À quoi ressemblait le quotidien sur Sussex Drive? Parce que oui, en apparence, il y a de quoi faire fabuler plusieurs jeunes filles biberonnées aux contes de fées et de princesses. Beaucoup en rêvent, j’en suis convaincue, sans même savoir de quoi il en ressort exactement.

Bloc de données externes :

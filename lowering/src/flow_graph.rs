//! Control flow between the instructions of one procedure.
//!
//! Every instruction except labels becomes a node. An instruction with jump
//! targets has an edge to the first instruction after each target label,
//! all other instructions fall through to the next node.

use crate::{
    assem::{Instruction, Operands},
    LoweringError,
};
use ir::{Label, Temp};
use petgraph::{
    graph::{Graph, NodeIndex},
    Direction::{Incoming, Outgoing},
};
use std::collections::HashMap;

#[derive(Debug, Clone)]
pub struct FlowNode {
    /// Position in the instruction list the graph was built from.
    pub instr: usize,
    pub defs: Vec<Temp>,
    pub uses: Vec<Temp>,
    pub is_move: bool,
}

/// Nodes are numbered in instruction order, so `NodeIndex::index` doubles
/// as the position among the non-label instructions.
#[derive(Debug)]
pub struct FlowGraph {
    pub graph: Graph<FlowNode, ()>,
}

impl FlowGraph {
    pub fn node(&self, node: NodeIndex) -> &FlowNode {
        &self.graph[node]
    }

    pub fn defs(&self, node: NodeIndex) -> &[Temp] {
        &self.graph[node].defs
    }

    pub fn uses(&self, node: NodeIndex) -> &[Temp] {
        &self.graph[node].uses
    }

    pub fn is_move(&self, node: NodeIndex) -> bool {
        self.graph[node].is_move
    }

    pub fn succ(&self, node: NodeIndex) -> impl Iterator<Item = NodeIndex> + '_ {
        self.graph.neighbors_directed(node, Outgoing)
    }

    pub fn pred(&self, node: NodeIndex) -> impl Iterator<Item = NodeIndex> + '_ {
        self.graph.neighbors_directed(node, Incoming)
    }

    pub fn nodes(&self) -> impl DoubleEndedIterator<Item = NodeIndex> {
        (0..self.graph.node_count()).map(NodeIndex::new)
    }

    pub fn len(&self) -> usize {
        self.graph.node_count()
    }

    pub fn is_empty(&self) -> bool {
        self.graph.node_count() == 0
    }
}

pub fn flow_graph(instrs: &[Instruction]) -> Result<FlowGraph, LoweringError> {
    let mut graph = Graph::new();
    // a label binds to the next non-label instruction, `None` if there is none
    let mut labels: HashMap<&Label, Option<NodeIndex>> = HashMap::new();
    let mut pending = vec![];
    let mut ids = vec![];

    for (idx, instr) in instrs.iter().enumerate() {
        if let Instruction::Label { label, .. } = instr {
            pending.push(label);
            continue;
        }
        let node = graph.add_node(FlowNode {
            instr: idx,
            defs: instr.dst_operands().to_vec(),
            uses: instr.src_operands().to_vec(),
            is_move: instr.is_move(),
        });
        for label in pending.drain(..) {
            labels.insert(label, Some(node));
        }
        ids.push(node);
    }
    for label in pending {
        labels.insert(label, None);
    }

    for (pos, &node) in ids.iter().enumerate() {
        match instrs[graph[node].instr].jumps() {
            Some(targets) => {
                for target in targets {
                    match labels.get(target) {
                        Some(Some(to)) => {
                            graph.update_edge(node, *to, ());
                        }
                        Some(None) => (),
                        None => {
                            return Err(LoweringError::UnboundLabel {
                                label: target.to_string(),
                            });
                        }
                    }
                }
            }
            None => {
                if let Some(&next) = ids.get(pos + 1) {
                    graph.update_edge(node, next, ());
                }
            }
        }
    }

    log::debug!(
        "flow graph with {} nodes and {} edges for {} instructions",
        graph.node_count(),
        graph.edge_count(),
        instrs.len()
    );
    Ok(FlowGraph { graph })
}

#[cfg(test)]
mod tests {
    use super::*;
    use ir::IrContext;

    fn succs(flow: &FlowGraph, node: usize) -> Vec<usize> {
        let mut succs: Vec<usize> = flow.succ(NodeIndex::new(node)).map(|n| n.index()).collect();
        succs.sort();
        succs
    }

    #[test]
    fn straight_line_falls_through() {
        let mut ctx = IrContext::new();
        let a = ctx.new_temp();
        let b = ctx.new_temp();
        let instrs = vec![
            Instruction::oper("addi %d0, $zero, 1", vec![a], vec![]),
            Instruction::mov(b, a),
            Instruction::oper("", vec![], vec![b]),
        ];
        let flow = flow_graph(&instrs).unwrap();
        assert_eq!(flow.len(), 3);
        assert_eq!(succs(&flow, 0), vec![1]);
        assert_eq!(succs(&flow, 1), vec![2]);
        assert!(succs(&flow, 2).is_empty());
        assert!(flow.is_move(flow.nodes().nth(1).unwrap()));
    }

    #[test]
    fn jumps_target_the_instruction_after_the_label() {
        let mut ctx = IrContext::new();
        let a = ctx.new_temp();
        let top = ctx.new_label();
        let done = ctx.new_label();
        let instrs = vec![
            Instruction::label(top.clone()),
            Instruction::oper("addi %d0, %s0, 1", vec![a], vec![a]),
            Instruction::jump("blt %s0, 10, %j0", vec![a], vec![top.clone(), done.clone()]),
            Instruction::label(done),
            Instruction::mov(a, a),
        ];
        let flow = flow_graph(&instrs).unwrap();
        assert_eq!(flow.len(), 3);
        assert_eq!(succs(&flow, 1), vec![0, 2]);
        assert_eq!(flow.node(flow.nodes().nth(2).unwrap()).instr, 4);
    }

    #[test]
    fn unconditional_jump_does_not_fall_through() {
        let mut ctx = IrContext::new();
        let end = ctx.new_label();
        let instrs = vec![
            Instruction::jump("j %j0", vec![], vec![end.clone()]),
            Instruction::oper("nop", vec![], vec![]),
            Instruction::label(end),
            Instruction::oper("nop", vec![], vec![]),
        ];
        let flow = flow_graph(&instrs).unwrap();
        assert_eq!(succs(&flow, 0), vec![2]);
        assert_eq!(succs(&flow, 1), vec![2]);
        let mut preds: Vec<usize> = flow.pred(NodeIndex::new(2)).map(|n| n.index()).collect();
        preds.sort();
        assert_eq!(preds, vec![0, 1]);
    }

    #[test]
    fn branch_with_equal_targets_has_one_edge() {
        let mut ctx = IrContext::new();
        let a = ctx.new_temp();
        let next = ctx.new_label();
        let instrs = vec![
            Instruction::jump("beq %s0, 0, %j0", vec![a], vec![next.clone(), next.clone()]),
            Instruction::label(next),
            Instruction::oper("", vec![], vec![a]),
        ];
        let flow = flow_graph(&instrs).unwrap();
        assert_eq!(flow.graph.edge_count(), 1);
        assert_eq!(succs(&flow, 0), vec![1]);
    }

    #[test]
    fn trailing_label_has_no_node() {
        let mut ctx = IrContext::new();
        let done = ctx.new_label();
        let instrs = vec![
            Instruction::jump("j %j0", vec![], vec![done.clone()]),
            Instruction::label(done),
        ];
        let flow = flow_graph(&instrs).unwrap();
        assert_eq!(flow.len(), 1);
        assert!(succs(&flow, 0).is_empty());
    }

    #[test]
    fn jump_to_unknown_label_fails() {
        let mut ctx = IrContext::new();
        let nowhere = ctx.named_label("nowhere");
        let instrs = vec![Instruction::jump("j %j0", vec![], vec![nowhere])];
        match flow_graph(&instrs) {
            Err(LoweringError::UnboundLabel { label }) => assert_eq!(label, "nowhere"),
            other => panic!("unexpected result {:?}", other.map(|flow| flow.len())),
        }
    }
}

On imagine ces épouses accompagnées d’aides domestiques en tous genres, bénéficiant de tenues griffées, de repas gargantuesques, de rendez-vous exaltants aux quatre coins du monde, de soirées uniques à converser avec les personnages les plus marquants de l’Histoire.

Dans un monde où l’écart entre les riches et les pauvres se creuse, où de plus en plus de familles de la classe moyenne – désormais – peinent à boucler leurs fins de mois, à se loger, à élever sainement leurs enfants, à trouver des ressources en soins médicaux, à faire instruire leur progéniture dans des écoles décentes, n’est-ce pas normal d’aspirer à plus de confort et de luxe, donc de regarder ces vies glamours avec une certaine fascination, voire avec de l’envie?

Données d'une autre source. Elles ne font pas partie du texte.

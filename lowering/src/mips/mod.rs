//! The MIPS32 target: register file, frame layout and instruction
//! selection.

pub mod codegen;
pub mod frame;
pub mod register;

pub use self::{
    codegen::codegen,
    frame::{Mips, MipsFrame, WORD},
    register::{MipsReg, MipsRegisters, ALLOCATABLE},
};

Est-ce un objectif idéalisé à tort? J’en suis pas mal sûre, sûre aussi que le conte de fées n’existe pas, que sous la couverture de l’histoire réelle – comme dans n’importe quelle histoire de gloire et de paillettes – grouillent quelques vers qui donneraient un autre éclairage sur les revers de la vie politique, à commencer par des aspects méconnus de la vie aux côtés d’un homme puissant, de certaines obligations probablement rétrogrades qui viennent avec...

S’est-elle déjà sentie seule dans une sorte de prison dorée? A-t-elle un jour eu envie de tout larguer par-dessus bord au cours du règne de Justin Trudeau dont elle est séparée depuis peu? Qu’avait-t-elle le droit de faire ou de ne pas faire? Les protocoles ou codes existent-ils encore maintenant qu’elle n’est plus avec lui? Est-ce qu’être la maman des enfants de l’actuel PM implique des marches à suivre et postures exceptionnelles qu’une mère «normale» ne vivra jamais? Doit-elle se promener avec un garde du corps? A-t-elle la possibilité de se remettre en couple et de s’afficher avec un nouvel élu en cours de mandat de son ex? Est-ce que le féminisme actuel peut advenir aussi quand on entre dans les rouages d’un monde politique encore dominé par le boys club? Ça ne peut pas être un jardin de roses, on le sent à demi-mot dans son livre, comme on devine la fragilité, les brisures de la femme derrière l’armure de combattante qui a puisé dans les diktats du bien-être et de la croissance personnelle pour continuer, pour rester digne et donner le meilleur à ses petits.

J’aurais aimé lui poser toutes ces questions, que d’autres en meilleure posture médiatique que moi lui posent aussi franchement en la sortant du moule de «l’intelligence émotionnelle». Qu’est-ce qui nous empêche d’aller scruter sous les apparats? Pudeur? Retenue? Désintérêt? Sans doute une bienséance, un respect tout naturel envers une femme qui veut se refaire, se remettre en selle dans une vie à elle. Je lui souhaite de pouvoir être enfin libre.